Raised on a farm in Connecticut, Landau received a music degree from University of Connecticut in Bridgeport. Because the university had a strong film school, he spent a lot of time scoring student films; thus, he gained his first experience writing music for picture. After college Landau headed to New York City, where he became a session bassist as well as a member of the Folk Squad, a group of musicians that backed up artists such as Judy Collins and Mary Travers. He also became a longtime mainstay of the proto-new-age/world-music ensemble the Paul Winter Consort.
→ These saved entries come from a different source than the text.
// SPDX-License-Identifier: GPL-3.0-or-later
// src/config.rs
//
// Global configuration for the application with cosmic-config support.

use cosmic::cosmic_config::{self, CosmicConfigEntry, cosmic_config_derive::CosmicConfigEntry};

/// Global configuration for the application.
#[derive(Debug, Clone, CosmicConfigEntry, PartialEq)]
#[version = 1]
pub struct AppConfig {
    /// Whether PDF pages start inverted when there is no history.
    pub default_invert: bool,
    /// Whether PDF pages start trimmed when there is no history.
    pub default_trim: bool,
    /// Background opacity for inverted PDF pages when there is no history.
    pub default_opacity: u8,
    /// Opacity change per key press.
    pub opacity_step: u8,
    /// Cached pages kept before the current one.
    pub cache_keep_before: usize,
    /// Cached pages kept after the current one.
    pub cache_keep_after: usize,
    /// Extra rows kept above and below a trimmed page (in downscaled pixels).
    pub trim_vmargin: u32,
    /// Extra columns kept left and right of a trimmed page (in downscaled pixels).
    pub trim_hmargin: u32,
    /// Horizontal travel, as a fraction of the viewer width, that turns a page.
    pub swipe_threshold: f32,
    /// Hide the mouse cursor when a window opens.
    pub hide_cursor_on_start: bool,
}

impl Default for AppConfig {
    fn default() -> Self {
        Self {
            default_invert: false,
            default_trim: false,
            default_opacity: 255,
            opacity_step: 5,
            cache_keep_before: 5,
            cache_keep_after: 5,
            trim_vmargin: 20,
            trim_hmargin: 10,
            swipe_threshold: 0.1,
            hide_cursor_on_start: true,
        }
    }
}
Landau migrated to Los Angeles in 1990 and picked up some work but found it tough going. When his father's health was failing, he decided to pack up his family and belongings to return to the East Coast. As fate would have it, no sooner was the moving van loaded than he received a phone call to try his hand scoring the Steven Spielberg — produced series SeaQuest: DSV. Landau received an Emmy Award nomination in 1996 for his work on that show, and he hasn't stopped since, progressing from session player to one of Los Angeles's first-call TV composers in the process.
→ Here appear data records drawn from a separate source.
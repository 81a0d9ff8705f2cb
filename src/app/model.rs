// SPDX-License-Identifier: GPL-3.0-or-later
// src/app/model.rs
//
// Application state.

use image::DynamicImage;

use crate::app::document::{ImageHandle, Mode, Pages, create_image_handle};
use crate::config::AppConfig;
use crate::constant::MAX_OPACITY;
use crate::domain::trim;
use crate::domain::viewport::{self, ZoomPan};

pub struct AppModel {
    // Document.
    pub pages: Option<Pages>,
    /// Current page as delivered by the page model.
    pub pixmap: Option<DynamicImage>,
    /// What the viewer shows: the pixmap after trim, fit, zoom and mask.
    pub handle: Option<ImageHandle>,

    // View.
    pub zoom: ZoomPan,
    pub viewer_size: (u32, u32),

    // UI state.
    pub cursor_hidden: bool,
    pub write_history_on_close: bool,
    pub error: Option<String>,
}

impl AppModel {
    pub fn new(pages: Option<Pages>, config: &AppConfig) -> Self {
        Self {
            pages,
            pixmap: None,
            handle: None,
            zoom: ZoomPan::default(),
            viewer_size: (0, 0),
            cursor_hidden: config.hide_cursor_on_start,
            write_history_on_close: true,
            error: None,
        }
    }

    pub fn set_error<S: Into<String>>(&mut self, msg: S) {
        self.error = Some(msg.into());
    }

    pub fn clear_error(&mut self) {
        self.error = None;
    }

    /// Resolution pages are fetched at.
    pub fn longdim(&self) -> u32 {
        viewport::long_dimension(self.viewer_size)
    }

    pub fn mode(&self) -> Option<Mode> {
        self.pages.as_ref().map(Pages::mode)
    }

    /// Store a freshly fetched page, or the reason there is none.
    pub fn set_pixmap(&mut self, result: anyhow::Result<DynamicImage>) {
        match result {
            Ok(pixmap) => {
                self.pixmap = Some(pixmap);
                self.clear_error();
            }
            Err(e) => {
                log::error!("{e:#}");
                self.pixmap = None;
                self.set_error(format!("{e:#}"));
            }
        }
    }

    /// Rebuild the displayed bitmap from the pixmap.
    pub fn redraw(&mut self, config: &AppConfig) {
        self.handle = self.compose(config).as_ref().map(create_image_handle);
    }

    fn compose(&mut self, config: &AppConfig) -> Option<DynamicImage> {
        let pages = self.pages.as_ref()?;
        let pixmap = self.pixmap.as_ref()?;
        let label = self.viewer_size;
        if label.0 == 0 || label.1 == 0 {
            return None;
        }

        match pages.mode() {
            Mode::Images => self.zoom.window(label)?.render(pixmap),
            Mode::Pdf => {
                let fitted = pages
                    .trim()
                    .then(|| trim::trim_page(pixmap, config.trim_vmargin, config.trim_hmargin))
                    .flatten()
                    .map(|trimmed| viewport::fit_image(&trimmed, label))
                    .unwrap_or_else(|| viewport::fit_image(pixmap, label));

                if pages.invert() && pages.opacity() < MAX_OPACITY {
                    let mut rgba = fitted.to_rgba8();
                    if trim::heuristic_mask(&mut rgba) {
                        return Some(DynamicImage::ImageRgba8(rgba));
                    }
                }
                Some(fitted)
            }
        }
    }
}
For Survivor, Landau melds recordings of traditional instruments and themes with a mountain of samples, orchestral and otherwise, to achieve the ancient-futuristic blend that drives the show. He received an Emmy nomination this year for “Theme for Survivor: The Australian Outback.” He shares the series-scoring duties tag-team style with composer David Vanacore.
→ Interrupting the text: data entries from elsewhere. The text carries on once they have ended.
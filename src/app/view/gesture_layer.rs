// SPDX-License-Identifier: GPL-3.0-or-later
// src/app/view/gesture_layer.rs
//
// Transparent layer above the page that turns touch and mouse input into
// page turns, pinch zoom and resize notifications.

use cosmic::{
    Element, Renderer,
    iced::{
        Length, Point, Rectangle, Size,
        advanced::{
            Clipboard, Layout, Shell, Widget,
            layout::{Limits, Node},
            widget::{Tree, tree},
        },
        event::{Event, Status},
        mouse::{self, Button, Cursor},
        touch,
    },
};

use crate::app::AppMessage;
use crate::domain::gesture::{Gesture, GestureTracker, MOUSE_FINGER};

/// Per-widget state that outlives view rebuilds.
#[derive(Debug, Default)]
struct State {
    tracker: GestureTracker,
    size: Option<Size>,
}

pub struct GestureLayer {
    pinch_enabled: bool,
    cursor_hidden: bool,
    swipe_threshold: f32,
}

impl GestureLayer {
    pub fn new(pinch_enabled: bool, cursor_hidden: bool, swipe_threshold: f32) -> Self {
        Self {
            pinch_enabled,
            cursor_hidden,
            swipe_threshold,
        }
    }
}

impl Widget<AppMessage, cosmic::Theme, Renderer> for GestureLayer {
    fn tag(&self) -> tree::Tag {
        tree::Tag::of::<State>()
    }

    fn state(&self) -> tree::State {
        tree::State::new(State::default())
    }

    fn size(&self) -> Size<Length> {
        Size::new(Length::Fill, Length::Fill)
    }

    fn layout(&self, _tree: &mut Tree, _renderer: &Renderer, limits: &Limits) -> Node {
        Node::new(limits.max())
    }

    fn draw(
        &self,
        _tree: &Tree,
        _renderer: &mut Renderer,
        _theme: &cosmic::Theme,
        _style: &cosmic::iced::advanced::renderer::Style,
        _layout: Layout<'_>,
        _cursor: Cursor,
        _viewport: &Rectangle,
    ) {
    }

    fn on_event(
        &mut self,
        tree: &mut Tree,
        event: Event,
        layout: Layout<'_>,
        cursor: Cursor,
        _renderer: &Renderer,
        _clipboard: &mut dyn Clipboard,
        shell: &mut Shell<'_, AppMessage>,
        _viewport: &Rectangle,
    ) -> Status {
        let state = tree.state.downcast_mut::<State>();
        let bounds = layout.bounds();
        state.tracker.set_threshold(self.swipe_threshold);

        if state.size != Some(bounds.size()) {
            state.size = Some(bounds.size());
            shell.publish(AppMessage::ViewerResized {
                width: bounds.width,
                height: bounds.height,
            });
        }

        let relative = |p: Point| (p.x - bounds.x, p.y - bounds.y);

        let gesture = match event {
            Event::Touch(touch::Event::FingerPressed { id, position }) => {
                if !bounds.contains(position) {
                    return Status::Ignored;
                }
                state.tracker.press(id.0, relative(position));
                return Status::Captured;
            }
            Event::Touch(touch::Event::FingerMoved { id, position }) => {
                state.tracker.moved(id.0, relative(position))
            }
            Event::Touch(touch::Event::FingerLifted { id, position }) => {
                state.tracker.lift(id.0, relative(position), bounds.width)
            }
            Event::Touch(touch::Event::FingerLost { id, .. }) => {
                state.tracker.cancel(id.0);
                None
            }
            Event::Mouse(mouse::Event::ButtonPressed(Button::Left)) => {
                let Some(pos) = cursor.position_over(bounds) else {
                    return Status::Ignored;
                };
                state.tracker.press(MOUSE_FINGER, relative(pos));
                return Status::Captured;
            }
            Event::Mouse(mouse::Event::CursorMoved { position }) => {
                if !state.tracker.is_tracking(MOUSE_FINGER) {
                    return Status::Ignored;
                }
                state.tracker.moved(MOUSE_FINGER, relative(position))
            }
            Event::Mouse(mouse::Event::ButtonReleased(Button::Left)) => {
                if !state.tracker.is_tracking(MOUSE_FINGER) {
                    return Status::Ignored;
                }
                match cursor.position() {
                    Some(pos) => state.tracker.lift(MOUSE_FINGER, relative(pos), bounds.width),
                    None => {
                        state.tracker.cancel(MOUSE_FINGER);
                        None
                    }
                }
            }
            _ => return Status::Ignored,
        };

        match gesture {
            Some(Gesture::Swipe(direction)) => shell.publish(AppMessage::Swipe(direction)),
            Some(Gesture::Pinch {
                scale,
                center_delta,
            }) if self.pinch_enabled => shell.publish(AppMessage::Pinch {
                scale,
                dx: center_delta.0,
                dy: center_delta.1,
            }),
            _ => {}
        }
        Status::Captured
    }

    fn mouse_interaction(
        &self,
        _tree: &Tree,
        layout: Layout<'_>,
        cursor: Cursor,
        _viewport: &Rectangle,
        _renderer: &Renderer,
    ) -> mouse::Interaction {
        if self.cursor_hidden && cursor.is_over(layout.bounds()) {
            mouse::Interaction::Hidden
        } else {
            mouse::Interaction::None
        }
    }
}

impl<'a> From<GestureLayer> for Element<'a, AppMessage> {
    fn from(widget: GestureLayer) -> Self {
        Element::new(widget)
    }
}

pub fn gesture_layer<'a>(
    pinch_enabled: bool,
    cursor_hidden: bool,
    swipe_threshold: f32,
) -> Element<'a, AppMessage> {
    GestureLayer::new(pinch_enabled, cursor_hidden, swipe_threshold).into()
}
In the studio of his bucolic Topanga Canyon home, the interview was highlighted by Landau's excited discussion of his then-upcoming trip to Kenya to do field recording and on-site composition for Survivor's third season and was punctuated by appearances of his two sons. Clearly a happy musician, Landau has struggled, worked, and finally made it to a place where he can make his mark and live his dream.
Why did you begin doing music for picture?
Ever since I had the first opportunity to do music for visuals, I loved marrying music and picture. I love writing music, but it's much better to have it heard than have it just exist in a vacuum. I found that in writing for picture, even though music wasn't the primary focus, my music was heard: there was an audience, and I got to have some kind of response from people.
How did you hook up with Paul Winter?
Gordon Johnson, a friend of mine and an incredible musician, was Paul Winter's bass player. He took another gig, so I subbed for him. He kept doing his gig, and I kept doing my gig, and it turned into a ten-year relationship where I went from bass player to bass player — writer — producer.
Gordon brought me into the band; then Paul Halley, Winter's keyboard player and “master composer,” hired me. He was based at St. John's Cathedral in New York, and I started helping him with all his projects there. We became very close, and I produced his first album for Paul Winter's label. I coproduced [Winter cellist] Eugene Friesen's album, and then I started producing Paul Winter because I was good in the studio. It became very convenient for them because I played bass and manned the tape recorder.
What I'm doing now seems to be following in Winter's tradition. In Australia I went into a cave — a huge underground cathedral, if you will — recording on location in the homeland of the aboriginal musician David Hudson. It was inspiring to me in a similar way to what Paul did in the Grand Canyon and Lake Baikal.
You must have been introduced to many ethnic and world influences.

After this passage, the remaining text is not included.